> _Task description_
Throughout the entries below, report every line where "AtomicBool" is found.

> _Given entries_
____

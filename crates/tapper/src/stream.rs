//! A tapped TCP stream shared by its two readers

use std::{
    sync::atomic::{AtomicBool, AtomicU8, Ordering},
    time::{Duration, Instant, SystemTime},
};

use crossbeam::channel::{self, Receiver, SendTimeoutError, Sender};
use parking_lot::Mutex;
use tap_api::{Capture, CounterPair, ProtocolId, RequestResponseMatcher, TcpId};

use crate::assembler::Chunk;

/// Payload chunks queued per direction before delivery blocks.
pub const READER_QUEUE_CAPACITY: usize = 256;

/// Longest the assembler waits on a full reader queue.
pub const SEND_TIMEOUT: Duration = Duration::from_secs(1);

const UNIDENTIFIED: u8 = 0;

#[derive(Debug, Clone, Copy, PartialEq, Eq)]
pub enum SendOutcome {
    Sent,
    Closed,
    TimedOut,
}

/// Receiving ends of a stream's two reader queues.
pub struct StreamReceivers {
    pub client: Receiver<Chunk>,
    pub server: Receiver<Chunk>,
}

/// One tapped flow. Owned by the registry; readers keep a handle to it and
/// hold only the receiving ends of the queues, so closing the stream drops
/// the senders and ends both readers.
pub struct Stream {
    pub id:          i64,
    /// Client-to-server addressing
    pub client_id:   TcpId,
    pub created_at:  Instant,
    pub first_seen:  SystemTime,
    pub capture:     Capture,
    pub is_outgoing: bool,
    pub is_dns:      bool,
    protocol:        AtomicU8,
    matchers:        Vec<RequestResponseMatcher>,
    counters:        Vec<CounterPair>,
    closed:          AtomicBool,
    senders:         Mutex<Option<(Sender<Chunk>, Sender<Chunk>)>>,
}

impl Stream {
    /// A stream with one matcher per dissector, in chain order.
    pub fn new(
        client_id: TcpId,
        capture: Capture,
        created_at: Instant,
        first_seen: SystemTime,
        is_outgoing: bool,
        matchers: Vec<RequestResponseMatcher>,
    ) -> (Self, StreamReceivers) {
        let (client_tx, client_rx) = channel::bounded(READER_QUEUE_CAPACITY);
        let (server_tx, server_rx) = channel::bounded(READER_QUEUE_CAPACITY);
        let is_dns = client_id.src_port == 53 || client_id.dst_port == 53;
        let counters = matchers.iter().map(|_| CounterPair::default()).collect();
        let stream = Self {
            id: client_id.id,
            client_id,
            created_at,
            first_seen,
            capture,
            is_outgoing,
            is_dns,
            protocol: AtomicU8::new(UNIDENTIFIED),
            matchers,
            counters,
            closed: AtomicBool::new(false),
            senders: Mutex::new(Some((client_tx, server_tx))),
        };
        (stream, StreamReceivers {
            client: client_rx,
            server: server_rx,
        })
    }

    /// Claim the stream for `protocol`. True when it was unclaimed or
    /// already claimed by the same protocol.
    pub fn identify(&self, protocol: ProtocolId) -> bool {
        let tag = protocol as u8 + 1;
        match self
            .protocol
            .compare_exchange(UNIDENTIFIED, tag, Ordering::AcqRel, Ordering::Acquire)
        {
            Ok(_) => true,
            Err(current) => current == tag,
        }
    }

    pub fn protocol(&self) -> Option<ProtocolId> {
        match self.protocol.load(Ordering::Acquire) {
            UNIDENTIFIED => None,
            tag => ProtocolId::from_index(usize::from(tag - 1)),
        }
    }

    pub fn matcher(&self, index: usize) -> &RequestResponseMatcher {
        &self.matchers[index]
    }

    pub fn counters(&self, index: usize) -> &CounterPair {
        &self.counters[index]
    }

    pub fn delete_matches_older_than(&self, cutoff: Instant) -> usize {
        self.matchers
            .iter()
            .map(|m| m.delete_older_than(cutoff))
            .sum()
    }

    pub fn unmatched(&self) -> usize {
        self.matchers.iter().map(RequestResponseMatcher::len).sum()
    }

    /// Queue a chunk for the reader of the given direction.
    pub fn send(&self, from_client: bool, chunk: Chunk) -> SendOutcome {
        let tx = {
            let guard = self.senders.lock();
            match guard.as_ref() {
                Some((client, server)) => {
                    if from_client {
                        client.clone()
                    } else {
                        server.clone()
                    }
                },
                None => return SendOutcome::Closed,
            }
        };
        match tx.send_timeout(chunk, SEND_TIMEOUT) {
            Ok(()) => SendOutcome::Sent,
            Err(SendTimeoutError::Timeout(_)) => SendOutcome::TimedOut,
            Err(SendTimeoutError::Disconnected(_)) => SendOutcome::Closed,
        }
    }

    /// Close both reader queues. Only the first call has an effect; readers
    /// still drain whatever was queued before it.
    pub fn close(&self) -> bool {
        if self.closed.swap(true, Ordering::AcqRel) {
            return false;
        }
        self.senders.lock().take();
        true
    }

    pub fn is_closed(&self) -> bool {
        self.closed.load(Ordering::Acquire)
    }
}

____

> _Your response_
    sync::atomic::{AtomicBool, AtomicU8, Ordering},
    closed:          AtomicBool,
            closed: AtomicBool::new(false),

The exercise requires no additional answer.